(Saved data entries)
▶
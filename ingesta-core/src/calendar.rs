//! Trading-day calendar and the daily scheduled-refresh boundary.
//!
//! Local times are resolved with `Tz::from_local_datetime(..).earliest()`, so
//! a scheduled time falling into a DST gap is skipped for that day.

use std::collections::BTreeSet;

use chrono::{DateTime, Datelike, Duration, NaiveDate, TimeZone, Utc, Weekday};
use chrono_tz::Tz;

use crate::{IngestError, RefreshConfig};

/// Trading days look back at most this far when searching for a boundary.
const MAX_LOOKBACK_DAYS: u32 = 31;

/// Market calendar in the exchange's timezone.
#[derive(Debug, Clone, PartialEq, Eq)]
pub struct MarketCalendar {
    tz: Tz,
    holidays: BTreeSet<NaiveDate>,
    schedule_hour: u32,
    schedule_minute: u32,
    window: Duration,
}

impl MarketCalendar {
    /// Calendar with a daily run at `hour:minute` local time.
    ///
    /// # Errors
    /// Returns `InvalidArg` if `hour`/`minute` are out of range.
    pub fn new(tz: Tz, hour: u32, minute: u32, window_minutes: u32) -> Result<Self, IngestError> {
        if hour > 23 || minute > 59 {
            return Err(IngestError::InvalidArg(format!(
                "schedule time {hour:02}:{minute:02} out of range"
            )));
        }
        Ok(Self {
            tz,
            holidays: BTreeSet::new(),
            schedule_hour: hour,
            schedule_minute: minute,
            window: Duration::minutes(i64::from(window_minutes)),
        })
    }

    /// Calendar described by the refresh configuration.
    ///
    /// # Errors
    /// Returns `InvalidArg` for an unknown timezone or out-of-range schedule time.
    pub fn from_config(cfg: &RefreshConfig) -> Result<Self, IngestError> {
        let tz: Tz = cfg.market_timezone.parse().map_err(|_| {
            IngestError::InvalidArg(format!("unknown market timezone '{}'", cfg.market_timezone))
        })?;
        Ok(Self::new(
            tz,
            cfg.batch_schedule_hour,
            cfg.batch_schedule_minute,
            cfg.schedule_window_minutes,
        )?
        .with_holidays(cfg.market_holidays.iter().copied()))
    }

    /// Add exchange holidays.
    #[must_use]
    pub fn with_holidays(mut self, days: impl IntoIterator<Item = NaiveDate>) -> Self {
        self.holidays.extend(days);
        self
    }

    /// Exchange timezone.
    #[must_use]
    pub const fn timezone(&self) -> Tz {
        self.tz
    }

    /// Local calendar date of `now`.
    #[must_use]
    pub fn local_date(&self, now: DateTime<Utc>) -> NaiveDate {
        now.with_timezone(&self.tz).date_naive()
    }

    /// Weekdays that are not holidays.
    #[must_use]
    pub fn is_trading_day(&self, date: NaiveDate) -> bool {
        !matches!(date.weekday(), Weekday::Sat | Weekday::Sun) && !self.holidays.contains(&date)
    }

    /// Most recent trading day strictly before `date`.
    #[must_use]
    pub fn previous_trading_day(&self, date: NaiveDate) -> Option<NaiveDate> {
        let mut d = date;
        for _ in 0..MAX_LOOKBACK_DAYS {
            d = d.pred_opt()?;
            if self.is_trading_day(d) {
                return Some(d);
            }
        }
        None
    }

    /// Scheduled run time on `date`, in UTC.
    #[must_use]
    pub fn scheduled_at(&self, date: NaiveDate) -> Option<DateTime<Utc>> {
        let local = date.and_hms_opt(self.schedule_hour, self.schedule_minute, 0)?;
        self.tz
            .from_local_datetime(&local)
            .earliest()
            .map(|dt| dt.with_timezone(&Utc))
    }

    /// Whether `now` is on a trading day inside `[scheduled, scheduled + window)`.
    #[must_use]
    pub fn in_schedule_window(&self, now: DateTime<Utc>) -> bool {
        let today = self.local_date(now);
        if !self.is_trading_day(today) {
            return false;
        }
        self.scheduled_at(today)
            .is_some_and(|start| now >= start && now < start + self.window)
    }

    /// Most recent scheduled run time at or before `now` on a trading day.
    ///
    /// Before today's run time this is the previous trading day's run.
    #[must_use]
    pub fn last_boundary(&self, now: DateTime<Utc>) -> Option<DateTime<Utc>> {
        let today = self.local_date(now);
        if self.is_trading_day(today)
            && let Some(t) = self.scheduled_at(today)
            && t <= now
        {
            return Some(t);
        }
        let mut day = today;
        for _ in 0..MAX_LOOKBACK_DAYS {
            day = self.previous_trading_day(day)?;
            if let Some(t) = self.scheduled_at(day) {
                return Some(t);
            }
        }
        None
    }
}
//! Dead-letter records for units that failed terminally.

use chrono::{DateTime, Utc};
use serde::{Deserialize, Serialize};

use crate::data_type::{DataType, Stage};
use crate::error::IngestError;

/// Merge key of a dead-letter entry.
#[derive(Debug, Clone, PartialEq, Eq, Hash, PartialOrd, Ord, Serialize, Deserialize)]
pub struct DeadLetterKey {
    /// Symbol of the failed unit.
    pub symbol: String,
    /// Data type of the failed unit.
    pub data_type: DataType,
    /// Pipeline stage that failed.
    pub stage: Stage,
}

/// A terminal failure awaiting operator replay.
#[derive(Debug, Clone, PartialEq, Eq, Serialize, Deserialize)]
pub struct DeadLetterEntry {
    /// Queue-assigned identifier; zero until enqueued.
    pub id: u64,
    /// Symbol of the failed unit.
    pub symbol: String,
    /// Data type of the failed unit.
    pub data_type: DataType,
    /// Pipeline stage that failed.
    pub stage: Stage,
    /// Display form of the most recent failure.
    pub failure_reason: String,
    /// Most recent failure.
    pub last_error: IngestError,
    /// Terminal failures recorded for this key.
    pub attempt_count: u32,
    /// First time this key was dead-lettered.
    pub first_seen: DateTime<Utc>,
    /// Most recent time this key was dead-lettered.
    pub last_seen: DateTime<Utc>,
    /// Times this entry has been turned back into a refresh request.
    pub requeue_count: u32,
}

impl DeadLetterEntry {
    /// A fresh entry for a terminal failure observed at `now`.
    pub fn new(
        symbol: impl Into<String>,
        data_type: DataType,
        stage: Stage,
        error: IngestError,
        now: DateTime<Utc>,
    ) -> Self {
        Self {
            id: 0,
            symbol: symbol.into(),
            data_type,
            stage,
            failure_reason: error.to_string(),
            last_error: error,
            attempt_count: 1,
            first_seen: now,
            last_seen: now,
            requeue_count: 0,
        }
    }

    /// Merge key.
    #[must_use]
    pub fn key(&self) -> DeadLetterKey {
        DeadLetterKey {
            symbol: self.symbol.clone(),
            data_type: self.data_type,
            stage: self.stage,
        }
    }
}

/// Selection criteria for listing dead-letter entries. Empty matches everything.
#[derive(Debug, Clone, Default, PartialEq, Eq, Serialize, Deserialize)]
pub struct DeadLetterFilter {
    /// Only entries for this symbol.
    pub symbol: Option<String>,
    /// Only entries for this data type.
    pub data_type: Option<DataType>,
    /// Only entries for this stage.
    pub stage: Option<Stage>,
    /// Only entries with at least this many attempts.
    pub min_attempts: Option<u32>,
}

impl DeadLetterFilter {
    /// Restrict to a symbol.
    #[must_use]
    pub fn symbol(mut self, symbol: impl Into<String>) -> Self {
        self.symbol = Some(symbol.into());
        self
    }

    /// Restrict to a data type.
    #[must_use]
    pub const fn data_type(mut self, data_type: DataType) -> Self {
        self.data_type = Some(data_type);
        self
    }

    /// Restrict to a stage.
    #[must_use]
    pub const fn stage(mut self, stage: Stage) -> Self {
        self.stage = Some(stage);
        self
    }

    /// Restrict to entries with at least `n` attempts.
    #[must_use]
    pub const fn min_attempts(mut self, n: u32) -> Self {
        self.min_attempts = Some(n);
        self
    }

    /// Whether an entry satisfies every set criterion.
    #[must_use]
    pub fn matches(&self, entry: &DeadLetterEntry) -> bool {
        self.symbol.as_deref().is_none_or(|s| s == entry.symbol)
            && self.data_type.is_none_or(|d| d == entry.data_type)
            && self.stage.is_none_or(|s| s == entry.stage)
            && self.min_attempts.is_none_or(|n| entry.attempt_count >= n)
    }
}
◀
(Prompt)
Only the lines above that include the word "bool" belong in the answer; copy each one.

(Task answer)
    pub fn is_trading_day(&self, date: NaiveDate) -> bool {
    pub fn in_schedule_window(&self, now: DateTime<Utc>) -> bool {
    pub fn matches(&self, entry: &DeadLetterEntry) -> bool {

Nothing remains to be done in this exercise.